Working data: Begin

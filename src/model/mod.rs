//! The in-memory annotation model.
//!
//! This module defines the value types a labeling session works on: an
//! ordered [`Collection`] of [`Item`]s, each holding an RGBA raster and
//! ordered labeled [`Region`]s, plus the derived label queries, the
//! snapshot [`History`], and the display [`LabelPalette`].
//!
//! # Design Principles
//!
//! 1. **Values, not graphs**: collections are plain owned data compared
//!    by value. The single mutation is whole-collection replacement,
//!    which keeps undo/redo a matter of stacking snapshots.
//!
//! 2. **Type-safe identity**: items and regions carry UUID newtypes so
//!    the two kinds of id cannot be mixed up at compile time.
//!
//! 3. **Permissive construction**: degenerate geometry is representable
//!    (and reportable) rather than rejected at construction time.
//!
//! # Example
//!
//! ```
//! use labelpack::model::{Collection, History, Item, Region, RegionBox};
//! use image::{Rgba, RgbaImage};
//!
//! let raster = RgbaImage::from_pixel(64, 64, Rgba([0, 0, 0, 255]));
//! let region = Region::new("cat", RegionBox::new(32.0, 32.0, 16.0, 12.0));
//! let collection = Collection::from_items(vec![Item::new(raster, vec![region])]);
//!
//! let mut history = History::new(collection.clone());
//! history.replace(collection.with_label_renamed("cat", "tiger"));
//! assert_eq!(history.current().labels(), vec!["tiger"]);
//! assert!(history.undo());
//! assert_eq!(history.current().labels(), vec!["cat"]);
//! ```

mod collection;
mod history;
mod ids;
mod item;
mod palette;
mod region;

// Re-export core types for convenient access
pub use collection::Collection;
pub use history::History;
pub use ids::{ItemId, RegionId};
pub use item::Item;
pub use palette::{Color, LabelPalette};
pub use region::{Region, RegionBox};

Working data: End

**What you will do:** Show every line of the records above that contains the word "undo".

**Reply to the task:**
//!    which keeps undo/redo a matter of stacking snapshots.
//! assert!(history.undo());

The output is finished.